Channel Estimation for Downlink Communications Based on Dynamic Metasurface Antennas

TL;DR

This paper introduces a novel, data-aided channel estimation method for DMA-based MISO-OFDM systems that separately estimates the wireless channel and waveguide vector using PARAFAC decomposition, enabling effective beamforming.

Contribution

It presents the first channel estimation approach for DMAs that jointly estimates channel and waveguide effects without sequential pilot-data stages.

Findings

The proposed scheme achieves accurate channel and waveguide vector estimates.

Numerical results show notable performance improvements.
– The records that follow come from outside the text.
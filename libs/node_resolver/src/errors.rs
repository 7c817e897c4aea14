// Copyright 2024-2026 the Tern authors. MIT license.

use std::path::Path;

/// Node-style error codes, stable across messages so callers can branch on
/// them the way Node tooling branches on `[ERR_*]` prefixes.
#[derive(Debug, Clone, Copy, PartialEq, Eq, thiserror::Error)]
pub enum ErrorCode {
  #[error("ERR_INVALID_MODULE_SPECIFIER")]
  InvalidModuleSpecifier,
  #[error("ERR_INVALID_PACKAGE_CONFIG")]
  InvalidPackageConfig,
  #[error("ERR_INVALID_PACKAGE_TARGET")]
  InvalidPackageTarget,
  #[error("ERR_MODULE_NOT_FOUND")]
  ModuleNotFound,
  #[error("ERR_PACKAGE_IMPORT_NOT_DEFINED")]
  PackageImportNotDefined,
  #[error("ERR_PACKAGE_PATH_NOT_EXPORTED")]
  PackagePathNotExported,
}

/// A failed resolution: the top-level message plus the explanatory notes
/// that the bundler attaches to its `Could not resolve "..."` diagnostic.
#[derive(Debug, Clone, PartialEq, Eq)]
pub struct ResolveError {
  pub code: ErrorCode,
  pub text: String,
  pub notes: Vec<String>,
}

impl ResolveError {
  pub fn with_note(mut self, note: impl Into<String>) -> Self {
    self.notes.push(note.into());
    self
  }
}

impl std::fmt::Display for ResolveError {
  fn fmt(&self, f: &mut std::fmt::Formatter<'_>) -> std::fmt::Result {
    write!(f, "[{}] {}", self.code, self.text)
  }
}

impl std::error::Error for ResolveError {}

pub(crate) fn err_invalid_module_specifier(
  request: &str,
  reason: &str,
  maybe_base: Option<&Path>,
) -> ResolveError {
  let mut text = format!("Invalid module \"{}\" {}", request, reason);
  if let Some(base) = maybe_base {
    text = format!("{} imported from {}", text, base.display());
  }
  ResolveError {
    code: ErrorCode::InvalidModuleSpecifier,
    text,
    notes: Vec::new(),
  }
}

pub(crate) fn err_invalid_package_config(
  path: &Path,
  maybe_base: Option<&Path>,
  maybe_message: Option<String>,
) -> ResolveError {
  let mut text = format!("Invalid package config {}", path.display());
  if let Some(base) = maybe_base {
    text = format!("{} while importing {}", text, base.display());
  }
  if let Some(message) = maybe_message {
    text = format!("{}. {}", text, message);
  }
  ResolveError {
    code: ErrorCode::InvalidPackageConfig,
    text,
    notes: Vec::new(),
  }
}

pub(crate) fn err_module_not_found(
  path: &str,
  base: &Path,
  typ: &str,
) -> ResolveError {
  ResolveError {
    code: ErrorCode::ModuleNotFound,
    text: format!(
      "Cannot find {} '{}' imported from {}",
      typ,
      path,
      base.display()
    ),
    notes: Vec::new(),
  }
}

pub(crate) fn err_package_import_not_defined(
  specifier: &str,
  maybe_package_json: Option<&Path>,
  base: &Path,
) -> ResolveError {
  let mut text = format!("Package import specifier \"{}\" is not defined", specifier);
  if let Some(path) = maybe_package_json {
    text = format!("{} in package {}", text, path.display());
  }
  text = format!("{} imported from {}", text, base.display());
  ResolveError {
    code: ErrorCode::PackageImportNotDefined,
    text,
    notes: Vec::new(),
  }
}

pub(crate) fn err_invalid_package_target(
  package_path: &Path,
  subpath: &str,
  target: &str,
  internal: bool,
  maybe_base: Option<&Path>,
) -> ResolveError {
  let relative_error = !internal && target.starts_with("./");
  let ie = if internal { "imports" } else { "exports" };
  let mut text = if subpath == "." {
    format!(
      "Invalid \"exports\" main target {} defined in the package config {}package.json",
      target,
      package_path.display()
    )
  } else {
    format!(
      "Invalid \"{}\" target {} defined for '{}' in the package config {}package.json",
      ie,
      target,
      subpath,
      package_path.display()
    )
  };
  if let Some(base) = maybe_base {
    text = format!("{} imported from {}", text, base.display());
  }
  if relative_error {
    text = format!("{}; target must start with \"./\"", text);
  }
  ResolveError {
    code: ErrorCode::InvalidPackageTarget,
    text,
    notes: Vec::new(),
  }
}

pub(crate) fn err_package_path_not_exported(
  package_name: &str,
  subpath: &str,
  maybe_base: Option<&Path>,
) -> ResolveError {
  let mut text = format!(
    "The path \"{}\" is not exported by package \"{}\"",
    subpath, package_name
  );
  if let Some(base) = maybe_base {
    text = format!("{} (imported from {})", text, base.display());
  }
  ResolveError {
    code: ErrorCode::PackagePathNotExported,
    text,
    notes: Vec::new(),
  }
}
The method operates independently of the wireless channel's fast variations.

Abstract

Dynamic metasurface antennas (DMAs) are emerging as a promising technology to enable energy-efficient, large array-based multi-antenna systems. This paper presents a simple channel estimation scheme for the downlink of a multiple-input single-output orthogonal frequency division multiplexing (MISO-OFDM) communication system exploiting DMAs. The proposed scheme extracts separate estimates of the wireless channel and the unknown waveguide propagation vector using a simple iterative algorithm based on the parallel factor (PARAFAC) decomposition. Obtaining decoupled estimates of the wireless channel and inner waveguide vector enables the isolation and compensation for its effect when designing the DMA beamformer, regardless of the wireless channel state, which evolves much faster due to its shorter coherence time and bandwidth. Additionally, our solution operates in a data-aided manner, delivering estimates of useful data symbols jointly with channel estimates, without requiring sequential pilot and data stages. To the best of our knowledge, this is the first work to explore this CE approach. Numerical results corroborate the notable performance of the proposed scheme.